After having some of their projected tainted by garbage emails swarming their computer systems by self-styled hackers looking for something to appease their boredom, the dragons had decided to use this particular style of mass media to their advantage.
<i>Hello. You want to be a dragon? Click on the link below. And you will retroactively have been born/hatched as a humanoid dragon of above average human height. Hope you like nudism.

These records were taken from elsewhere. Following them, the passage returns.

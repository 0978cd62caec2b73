//! In-memory catalog state.
//!
//! [`UnifiedCardState`] holds three structures kept consistent by full
//! rebuilds after every mutation:
//!
//! - `cards`: id to [`Card`]
//! - `batches`: id to [`Batch`]
//! - `cards_by_type`: [`CardType`] to ordered card ids
//!
//! Every read applies the same visibility rule: a card is visible when it has
//! no owning batch or its owning batch is enabled.

use std::collections::BTreeMap;

use indexmap::IndexMap;
use unicode_normalization::UnicodeNormalization;

use super::error::{CatalogError, Result};
use super::types::{Batch, Card, CardSource, CardType};

/// Directory segment used for built-in cards and unnamed batches.
pub const BUILTIN_IMAGE_SEGMENT: &str = "builtin";

/// Extension of inferred image files.
pub const IMAGE_EXTENSION: &str = "webp";

#[derive(Debug, Default, Clone)]
pub struct UnifiedCardState {
    cards: IndexMap<String, Card>,
    batches: IndexMap<String, Batch>,
    cards_by_type: BTreeMap<CardType, Vec<String>>,
}

impl UnifiedCardState {
    pub fn new() -> Self {
        Self::default()
    }

    // ========================================================================
    // Mutation
    // ========================================================================

    /// Add a batch and the cards it owns, replacing any batch with the same id.
    pub fn insert_batch(&mut self, batch: Batch, cards: Vec<Card>) {
        if self.batches.contains_key(&batch.id) {
            self.detach_batch(&batch.id);
        }
        for card in cards {
            self.cards.insert(card.id.clone(), card);
        }
        self.batches.insert(batch.id.clone(), batch);
        self.rebuild_type_index();
    }

    /// Remove a batch and every card it owns.
    pub fn remove_batch(&mut self, batch_id: &str) -> Option<(Batch, Vec<Card>)> {
        let removed = self.detach_batch(batch_id);
        self.rebuild_type_index();
        removed
    }

    fn detach_batch(&mut self, batch_id: &str) -> Option<(Batch, Vec<Card>)> {
        let batch = self.batches.shift_remove(batch_id)?;
        let cards = batch
            .card_ids
            .iter()
            .filter_map(|id| self.cards.shift_remove(id))
            .collect();
        Some((batch, cards))
    }

    /// Set a batch's disabled flag, returning the previous value.
    pub fn set_batch_disabled(&mut self, batch_id: &str, disabled: bool) -> Result<bool> {
        let batch = self
            .batches
            .get_mut(batch_id)
            .ok_or_else(|| CatalogError::BatchNotFound(batch_id.to_string()))?;
        let previous = batch.disabled;
        batch.disabled = disabled;
        self.rebuild_type_index();
        Ok(previous)
    }

    pub fn clear(&mut self) {
        self.cards.clear();
        self.batches.clear();
        self.cards_by_type.clear();
    }

    /// Recompute `cards_by_type` from scratch.
    pub fn rebuild_type_index(&mut self) {
        let mut index: BTreeMap<CardType, Vec<String>> = BTreeMap::new();
        for card in self.cards.values() {
            index.entry(card.card_type).or_default().push(card.id.clone());
        }
        self.cards_by_type = index;
    }

    // ========================================================================
    // Visibility-filtered reads
    // ========================================================================

    pub fn is_visible(&self, card: &Card) -> bool {
        match &card.batch_id {
            None => true,
            Some(id) => self.batches.get(id).map_or(true, |b| !b.disabled),
        }
    }

    /// Every visible card, in load order.
    pub fn load_all_cards(&self) -> Vec<Card> {
        self.cards
            .values()
            .filter(|c| self.is_visible(c))
            .cloned()
            .collect()
    }

    pub fn load_cards_by_type(&self, card_type: CardType) -> Vec<Card> {
        self.cards_by_type
            .get(&card_type)
            .into_iter()
            .flatten()
            .filter_map(|id| self.cards.get(id))
            .filter(|c| self.is_visible(c))
            .cloned()
            .collect()
    }

    pub fn get_card_by_id(&self, id: &str) -> Option<&Card> {
        self.cards.get(id).filter(|c| self.is_visible(c))
    }

    pub fn visible_count(&self) -> usize {
        self.cards.values().filter(|c| self.is_visible(c)).count()
    }

    // ========================================================================
    // Unfiltered reads
    // ========================================================================

    /// Whether any loaded card, visible or not, has this id.
    pub fn contains_card_id(&self, id: &str) -> bool {
        self.cards.contains_key(id)
    }

    /// Batch owning a loaded card, visible or not.
    pub fn owning_batch(&self, card_id: &str) -> Option<&Batch> {
        let batch_id = self.cards.get(card_id)?.batch_id.as_deref()?;
        self.batches.get(batch_id)
    }

    pub fn total_cards(&self) -> usize {
        self.cards.len()
    }

    pub fn batches(&self) -> &IndexMap<String, Batch> {
        &self.batches
    }

    pub fn batch(&self, id: &str) -> Option<&Batch> {
        self.batches.get(id)
    }

    pub fn type_counts(&self) -> BTreeMap<CardType, usize> {
        self.cards_by_type
            .iter()
            .map(|(t, ids)| (*t, ids.len()))
            .collect()
    }

    // ========================================================================
    // Image URL backfill
    // ========================================================================

    /// Infer an image URL for every card that lacks one. Returns how many
    /// cards were filled in.
    ///
    /// Inferred paths are not checked for collisions: two cards whose names
    /// normalize alike in the same batch and type share a URL.
    pub fn preprocess_card_images(&mut self, image_base_path: &str) -> usize {
        let mut filled = 0;
        for card in self.cards.values_mut() {
            if card.has_image_url() {
                continue;
            }
            let batch_name = card
                .batch_id
                .as_ref()
                .and_then(|id| self.batches.get(id))
                .map(|b| b.name.as_str());
            if let Some(url) = infer_image_url(image_base_path, batch_name, card) {
                card.image_url = Some(url);
                filled += 1;
            }
        }
        log::debug!("Inferred image URLs for {} card(s)", filled);
        filled
    }
}

/// `{base}/{batch}/{type}/{name}.webp`, or `None` when the card has neither a
/// usable name nor class.
pub fn infer_image_url(
    image_base_path: &str,
    batch_name: Option<&str>,
    card: &Card,
) -> Option<String> {
    let file = Some(normalize_path_segment(&card.name))
        .filter(|s| !s.is_empty())
        .or_else(|| Some(normalize_path_segment(&card.class)).filter(|s| !s.is_empty()))?;

    let batch_segment = match (card.source, batch_name) {
        (CardSource::Builtin, _) | (_, None) => BUILTIN_IMAGE_SEGMENT.to_string(),
        (CardSource::Custom, Some(name)) => {
            let segment = normalize_path_segment(name);
            if segment.is_empty() {
                BUILTIN_IMAGE_SEGMENT.to_string()
            } else {
                segment
            }
        }
    };

    Some(format!(
        "{}/{}/{}/{}.{}",
        image_base_path.trim_end_matches('/'),
        batch_segment,
        card.card_type,
        file,
        IMAGE_EXTENSION
    ))
}

/// NFKC-normalize, trim, lowercase, collapse whitespace to `-` and drop
/// characters that are unsafe in a path segment.
pub fn normalize_path_segment(input: &str) -> String {
    let normalized: String = input.nfkc().collect();
    let mut out = String::with_capacity(normalized.len());
    let mut pending_dash = false;
    for ch in normalized.trim().to_lowercase().chars() {
        if ch.is_whitespace() {
            pending_dash = !out.is_empty();
            continue;
        }
        if ch.is_control()
            || matches!(
                ch,
                '/' | '\\' | '?' | '%' | '*' | ':' | '|' | '"' | '<' | '>' | '#' | '.'
            )
        {
            continue;
        }
        if pending_dash {
            out.push('-');
            pending_dash = false;
        }
        out.push(ch);
    }
    out
}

If you feel you have received this message on error, please click on the other link below.</i>
Not that it really mattered, since both links just bounced to the same websites where the enchanted was stored digitally, ready to alter the reality of whoever clicked the link. Lilly Charcoal, the dragon who had bribed the system admins (with gold coins from a kingdom that hadn't existed in centuries) to let their spam mail go through, knew that 99.9% at least would just delete the email. But the remainder would be a golden catch, and they'd feel the unconscious need to share the web link with the rest of their family and friends, even if they didn't consciously realize what it did to them.
'Dragons will have human drive and creativity, and humans will have dragon longevity and gasping desire... win-win for all.' Lilly Charcoal thought. Now it would be just a slow waiting game to see who would be the first to click on her website's link.
To cover her bets, she'd also bought banner space, and youtube ad time. She was only 200 years old (for a species who could live up to 1,500 years without artificial extensions and without having invented modern medicine), but she was crafty for a dragon her age. She also posted the link on a few Dungeons and Dragons role playing forums as a bit of a 'joke', now it was just time to see who took the bait.